Their main demand, for a civilian government, has not yet been met. But amid the chaos, hope abounds and the streets are as filled as at any point since a spike in bread prices sparked the anti-government demonstrations in December.
Burhan, who took charge of the government late Friday, is a little-known lifelong army commander who until recently led its infantry division and helped recruit many of its members to fight on behalf of Saudi Arabia-aligned factions in Yemen's civil war.
His appointment was seen as an appeasement to the protests, but it did little to answer major looming questions. Among them: What is the status of Bashir?
No evidence has been made public to prove that Bashir was in custody - or even still in Sudan for that matter.
Also unclear is what role, if any, was played by regional power-brokers that vied for influence in Sudan, such as Saudi Arabia, Egypt, Qatar and the United Arab Emirates.
The United States, which repeatedly punished Bashir's regime for its alleged human rights violations, has been largely silent. Sudan remains on Washington's list of state sponsors of terror, many of the former regime's leaders are on sanctions lists, and there is no American ambassador in Khartoum.

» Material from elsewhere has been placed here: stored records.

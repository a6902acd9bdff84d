/*
 * Copyright (c) 2023.
 *
 * This software is free software;
 *
 * You can redistribute it or modify it under terms of the MIT, Apache License or Zlib license
 */

use lxpng_reader::{PngReader, PngReaderErrors, ReaderOptions};

use crate::common::Fixture;

mod common;

fn annotated() -> Fixture {
    Fixture::gray(2, 2)
        .with_text("Title", "phantom")
        .with_text("Comment", "second pass")
        .with_text("Author", "lab")
        .with_text("Comment", "first pass")
}

#[test]
fn test_text_chunks_are_sorted() {
    let mut reader = PngReader::new();
    reader.set_memory_buffer(annotated().encode());
    reader.execute_information().unwrap();

    assert_eq!(reader.number_of_text_chunks(), 4);
    assert_eq!(reader.text_key(0), Some("Author"));
    assert_eq!(reader.text_key(1), Some("Comment"));
    assert_eq!(reader.text_value(1), Some("first pass"));
    assert_eq!(reader.text_value(2), Some("second pass"));
    assert_eq!(reader.text_key(3), Some("Title"));
    assert_eq!(reader.text_key(4), None);
}

#[test]
fn test_ranges_per_key() {
    let mut reader = PngReader::new();
    reader.set_memory_buffer(annotated().encode());
    reader.execute_information().unwrap();

    assert_eq!(reader.text_chunks("Comment"), 1..3);
    assert_eq!(reader.text_chunks("Title"), 3..4);

    let missing = reader.text_chunks("Software");
    assert!(missing.is_empty());
    assert_eq!(missing.start, 3);

    let values: Vec<&str> = reader
        .text_chunks("Comment")
        .filter_map(|index| reader.text_value(index))
        .collect();
    assert_eq!(values, ["first pass", "second pass"]);
}

#[test]
fn test_international_text_is_skipped_by_default() {
    let bytes = Fixture::gray(2, 2)
        .with_text("Title", "phantom")
        .with_itxt("Description", "slice through the skull")
        .encode();

    let mut reader = PngReader::new();
    reader.set_memory_buffer(bytes.clone());
    reader.execute_information().unwrap();

    assert_eq!(reader.number_of_text_chunks(), 1);
    assert!(reader.text_chunks("Description").is_empty());

    let mut reader =
        PngReader::new_with_options(ReaderOptions::default().set_read_compressed_text(true));
    reader.set_memory_buffer(bytes);
    reader.execute_information().unwrap();

    assert_eq!(reader.number_of_text_chunks(), 2);
    let range = reader.text_chunks("Description");
    assert_eq!(range.len(), 1);
    assert_eq!(
        reader.text_value(range.start),
        Some("slice through the skull")
    );
}

#[test]
fn test_compressed_text_is_skipped_by_default() {
    let bytes = Fixture::gray(2, 2)
        .with_text("Title", "phantom")
        .with_ztxt("Comment", "reconstructed with a soft kernel")
        .encode();

    let mut reader = PngReader::new();
    reader.set_memory_buffer(bytes.clone());
    reader.execute_information().unwrap();

    assert_eq!(reader.number_of_text_chunks(), 1);
    assert!(reader.text_chunks("Comment").is_empty());

    let mut reader =
        PngReader::new_with_options(ReaderOptions::default().set_read_compressed_text(true));
    reader.set_memory_buffer(bytes);
    reader.execute_information().unwrap();

    assert_eq!(reader.number_of_text_chunks(), 2);
    assert_eq!(reader.text_chunks("Comment"), 0..1);
    assert_eq!(
        reader.text_value(0),
        Some("reconstructed with a soft kernel")
    );
}

/// Png whose stream stops in the middle of a `tEXt` chunk that
/// follows the image data, `IEND` is missing
fn truncated_after_image_data() -> Vec<u8> {
    let mut bytes = Fixture::gray(3, 2)
        .with_text("Title", "phantom")
        .with_trailing_text("Software", "scanner 2.1")
        .encode();
    // IEND is 12 bytes, the trailing chunk is 12 + 20 bytes
    let keep = bytes.len() - 12 - 16;
    bytes.truncate(keep);
    bytes
}

#[test]
fn test_broken_trailing_chunks_keep_pixels() {
    let mut reader = PngReader::new();
    reader.set_memory_buffer(truncated_after_image_data());

    let image = reader.execute_data().unwrap();
    assert_eq!(image.pixels().as_u8().unwrap(), &[3, 4, 5, 0, 1, 2]);
    assert_eq!(reader.text_chunks("Title").len(), 1);
}

#[test]
fn test_broken_trailing_chunks_fail_in_strict_mode() {
    let mut reader = PngReader::new_with_options(ReaderOptions::default().set_strict_mode(true));
    reader.set_memory_buffer(truncated_after_image_data());

    reader.execute_information().unwrap();
    assert!(matches!(
        reader.execute_data(),
        Err(PngReaderErrors::DecodeErrors(_))
    ));
}

#[test]
fn test_text_after_image_data() {
    let bytes = Fixture::gray(2, 2)
        .with_text("Title", "phantom")
        .with_trailing_text("Software", "scanner 2.1")
        .encode();

    let mut reader = PngReader::new();
    reader.set_memory_buffer(bytes);

    reader.execute_information().unwrap();
    assert_eq!(reader.number_of_text_chunks(), 1);

    reader.execute_data().unwrap();
    assert_eq!(reader.number_of_text_chunks(), 2);
    let range = reader.text_chunks("Software");
    assert_eq!(reader.text_value(range.start), Some("scanner 2.1"));
}

#[test]
fn test_new_input_clears_text() {
    let mut reader = PngReader::new();
    reader.set_memory_buffer(annotated().encode());
    reader.execute_information().unwrap();
    assert_eq!(reader.number_of_text_chunks(), 4);

    reader.set_memory_buffer(Fixture::gray(2, 2).encode());
    assert_eq!(reader.number_of_text_chunks(), 0);
    reader.execute_information().unwrap();
    assert_eq!(reader.number_of_text_chunks(), 0);
}

#[cfg(feature = "serde-support")]
#[test]
fn test_information_serializes() {
    let mut reader = PngReader::new();
    reader.set_memory_buffer(annotated().encode());
    let info = reader.execute_information().unwrap().clone();

    let json = serde_json::to_value(&info).unwrap();
    assert_eq!(json["whole_extent"], serde_json::json!([0, 1, 0, 1, 0, 0]));
    assert_eq!(json["components"], 1);
    assert_eq!(json["scalar_type"], "unsigned char");

    let text = serde_json::to_value(reader.text()).unwrap();
    assert_eq!(text.as_array().unwrap().len(), 4);
    assert_eq!(text[0]["key"], "Author");
}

The turmoil has distracted many Sudanese from a festering economic crisis. Since Bashir's arrest, Sudan's borders and airspace have been closed, exacerbating an already debilitating shortage of goods, all of which are becoming more expensive by the day. Fuel and wheat in particular have become flash points.
With Sudan facing various crises, the resolution of a way forward politically has become more urgent. The military council effectively in control of the country has stressed that it will only negotiate with protest leaders if their followers conduct themselves "without chaos."
That raised questions about how long the military will keep its patience and allow the demonstrations to continue.
Protest leaders, on the other hand, have accused many members of the military council of being untrustworthy criminals since many are implicated in the military's brutal crackdowns through Bashir's years that earned some of its leaders, including Bashir, indictments for war crimes in the International Criminal Court for atrocities in Sudan's Darfur region.
"I think the best-case scenario, however unpopular it might sound, is a hybrid civil-military government," said Vertin. "Each one on its own would be too weak, and potentially susceptible to undermining by holdovers from the Bashir era."